*EXERCISE DESCRIPTION*. Return, in their exact form, the lines that lie between the start of the data below and the line containing "f64, longitude: f64", with both ends included.

• • • •

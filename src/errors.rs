//! Error types for the pinit application.
//!
//! This module defines custom error types that categorize different failures
//! that can occur during place management operations.

use std::{io, path::PathBuf};

use thiserror::Error;

/// The main error type for the pinit application.
#[derive(Error, Debug)]
pub enum PinError {
    /// Errors related to file I/O operations.
    #[error("I/O error: {0}")]
    Io(#[from] io::Error),

    /// Errors related to serialization/deserialization operations.
    #[error("Serialization error: {0}")]
    Serialization(#[from] serde_json::Error),

    /// No saved place exists at the given coordinate.
    #[error("No saved place at ({latitude}, {longitude})")]
    PlaceNotFound { latitude: f64, longitude: f64 },

    /// A category with the same name already exists.
    #[error("Category already exists: {name}")]
    CategoryExists { name: String },

    /// A color string was not a valid #RRGGBB value.
    #[error("Invalid color: {value}")]
    InvalidColor { value: String },

    /// A coordinate argument could not be parsed.
    #[error("Invalid coordinate: {message}")]
    InvalidCoordinate { message: String },

    /// Errors related to configuration.
    #[error("Configuration error: {message}")]
    ConfigError { message: String },

    /// Directory creation or access failed.
    #[error("Failed to create or access directory: {path}")]
    DirectoryError { path: PathBuf },

    /// file not found
    #[error("File not found: {file_path}")]
    FileNotFound { file_path: String },

    #[error("{message}")]
    EditorError { message: String },

    /// Generic application error with a custom message.
    #[error("{message}")]
    ApplicationError { message: String },
}
//! Reverse geocoding against the Nominatim API.
//!
//! Lookups are best-effort: any failure is logged and yields `None`, so
//! a saved place simply keeps an empty address. Nothing is retried.

use async_trait::async_trait;
use log::{debug, warn};
use reqwest::header::USER_AGENT;
use serde_json::Value;

use crate::Coordinate;

const NOMINATIM_REVERSE_URL: &str = "https://nominatim.openstreetmap.org/reverse";

// Nominatim policy requires an identifying user agent
const HTTP_USER_AGENT: &str = "pinit v0.1.0";

/// Country component stripped from resolved addresses.
const COUNTRY_NAME: &str = "대한민국";

/// The address details a lookup may resolve. Either field can be absent.
#[derive(Debug, Clone, Default, PartialEq, Eq)]
pub struct ResolvedAddress {
    pub building_name: Option<String>,
    pub full_address: Option<String>,
}

/// Converts a coordinate to a human-readable address.
#[async_trait]
pub trait ReverseGeocoder: Send + Sync {
    /// Best-effort lookup; `None` means the address stays unknown.
    async fn reverse(&self, coord: Coordinate) -> Option<ResolvedAddress>;
}

/// Reverse geocoder backed by the public Nominatim endpoint.
pub struct NominatimGeocoder {
    client: reqwest::Client,
}

impl NominatimGeocoder {
    pub fn new() -> Self {
        Self {
            client: reqwest::Client::new(),
        }
    }
}

impl Default for NominatimGeocoder {
    fn default() -> Self {
        Self::new()
    }
}

#[async_trait]
impl ReverseGeocoder for NominatimGeocoder {
    async fn reverse(&self, coord: Coordinate) -> Option<ResolvedAddress> {
        debug!("Reverse geocoding {}", coord);

        let params = [
            ("lat", coord.latitude.to_string()),
            ("lon", coord.longitude.to_string()),
            ("format", "json".to_string()),
        ];

        let response = match self
            .client
            .get(NOMINATIM_REVERSE_URL)
            .query(&params)
            .header(USER_AGENT, HTTP_USER_AGENT)
            .send()
            .await
        {
            Ok(response) => response,
            Err(e) => {
                warn!("Reverse geocoding request failed: {}", e);
                return None;
            }
        };

        let json = match response.json::<Value>().await {
            Ok(json) => json,
            Err(e) => {
                warn!("Reverse geocoding returned invalid JSON: {}", e);
                return None;
            }
        };

        json_to_address(&json)
    }
}

/// Geocoder that never resolves anything. Used when lookups are disabled.
pub struct NullGeocoder;

#[async_trait]
impl ReverseGeocoder for NullGeocoder {
    async fn reverse(&self, _coord: Coordinate) -> Option<ResolvedAddress> {
        None
    }
}

fn json_to_address(json: &Value) -> Option<ResolvedAddress> {
    if let Some(error) = json.get("error") {
        warn!("Reverse geocoding error: {}", error);
        return None;
    }

    let display_name = json["display_name"].as_str()?;
    let full_address = strip_country(display_name);

    // A name that is just the street again is not a building name
    let road = json["address"]["road"].as_str();
    let building_name = json["name"]
        .as_str()
        .filter(|name| !name.is_empty() && road != Some(*name))
        .map(|name| name.to_string());

    Some(ResolvedAddress {
        building_name,
        full_address: Some(full_address),
    })
}

/// Drops the country component from a comma-separated display address.
fn strip_country(display_name: &str) -> String {
    display_name
        .split(',')
        .map(str::trim)
        .filter(|part| !part.is_empty() && *part != COUNTRY_NAME)
        .collect::<Vec<_>>()
        .join(", ")
}

#[cfg(test)]
mod tests {
    use super::*;

    #[test]
    fn json_to_address_valid() {
        let json = serde_json::json!({
            "name": "서울시청",
            "display_name": "서울시청, 세종대로, 중구, 서울특별시, 04524, 대한민국",
            "address": {
                "road": "세종대로",
                "city": "서울특별시"
            }
        });

        let resolved = json_to_address(&json).unwrap();
        assert_eq!(resolved.building_name.as_deref(), Some("서울시청"));
        assert_eq!(
            resolved.full_address.as_deref(),
            Some("서울시청, 세종대로, 중구, 서울특별시, 04524")
        );
    }

    #[test]
    fn json_to_address_drops_road_as_building_name() {
        let json = serde_json::json!({
            "name": "세종대로",
            "display_name": "세종대로, 중구, 서울특별시, 대한민국",
            "address": { "road": "세종대로" }
        });

        let resolved = json_to_address(&json).unwrap();
        assert!(resolved.building_name.is_none());
        assert_eq!(
            resolved.full_address.as_deref(),
            Some("세종대로, 중구, 서울특별시")
        );
    }

    #[test]
    fn json_to_address_error_payload() {
        let json = serde_json::json!({ "error": "Unable to geocode" });
        assert!(json_to_address(&json).is_none());
    }

    #[test]
    fn json_to_address_missing_display_name() {
        let json = serde_json::json!({ "name": "somewhere" });
        assert!(json_to_address(&json).is_none());
    }

    #[test]
    fn strip_country_keeps_order() {
        assert_eq!(
            strip_country("대한민국, 서울특별시, 중구"),
            "서울특별시, 중구"
        );
        assert_eq!(strip_country("Paris, France"), "Paris, France");
    }
}
//! Change signaling for store consumers.
//!
//! The store broadcasts a typed invalidation event after every mutation.
//! Events carry no payload; interested consumers simply re-read the store
//! when one arrives.

use log::debug;
use tokio::sync::broadcast;

/// What changed. Pure invalidation, no payload.
#[derive(Debug, Clone, Copy, PartialEq, Eq)]
pub enum PlaceEvent {
    /// The saved places collection was mutated
    PlacesChanged,
    /// The category list was mutated
    CategoriesChanged,
}

/// A broadcast channel for [`PlaceEvent`]s. Cloning shares the channel.
#[derive(Debug, Clone)]
pub struct EventBus {
    tx: broadcast::Sender<PlaceEvent>,
}

impl EventBus {
    pub fn new() -> Self {
        let (tx, _) = broadcast::channel(32);
        Self { tx }
    }

    /// Subscribe to change events. Each receiver sees every event
    /// published after the subscription.
    pub fn subscribe(&self) -> broadcast::Receiver<PlaceEvent> {
        self.tx.subscribe()
    }

    /// Publish an event to all current subscribers. Publishing with no
    /// subscribers is not an error.
    pub fn publish(&self, event: PlaceEvent) {
        if self.tx.send(event).is_err() {
            debug!("No subscribers for {:?}", event);
        }
    }
}

impl Default for EventBus {
    fn default() -> Self {
        Self::new()
    }
}

#[cfg(test)]
mod tests {
    use super::*;

    #[test]
    fn subscribers_receive_published_events() {
        let bus = EventBus::new();
        let mut rx = bus.subscribe();

        bus.publish(PlaceEvent::PlacesChanged);
        bus.publish(PlaceEvent::CategoriesChanged);

        assert_eq!(rx.try_recv().unwrap(), PlaceEvent::PlacesChanged);
        assert_eq!(rx.try_recv().unwrap(), PlaceEvent::CategoriesChanged);
        assert!(rx.try_recv().is_err());
    }

    #[test]
    fn publishing_without_subscribers_is_fine() {
        let bus = EventBus::new();
        bus.publish(PlaceEvent::PlacesChanged);
    }

    #[test]
    fn clones_share_the_channel() {
        let bus = EventBus::new();
        let mut rx = bus.subscribe();

        bus.clone().publish(PlaceEvent::PlacesChanged);
        assert_eq!(rx.try_recv().unwrap(), PlaceEvent::PlacesChanged);
    }
}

• • • •

*RESPONSE AREA*.
filename src/errors.rs
//! Error types for the pinit application.
//!
//! This module defines custom error types that categorize different failures
//! that can occur during place management operations.

use std::{io, path::PathBuf};

use thiserror::Error;

/// The main error type for the pinit application.
#[derive(Error, Debug)]
pub enum PinError {
    /// Errors related to file I/O operations.
    #[error("I/O error: {0}")]
    Io(#[from] io::Error),

    /// Errors related to serialization/deserialization operations.
    #[error("Serialization error: {0}")]
    Serialization(#[from] serde_json::Error),

    /// No saved place exists at the given coordinate.
    #[error("No saved place at ({latitude}, {longitude})")]
    PlaceNotFound { latitude: f64, longitude: f64 },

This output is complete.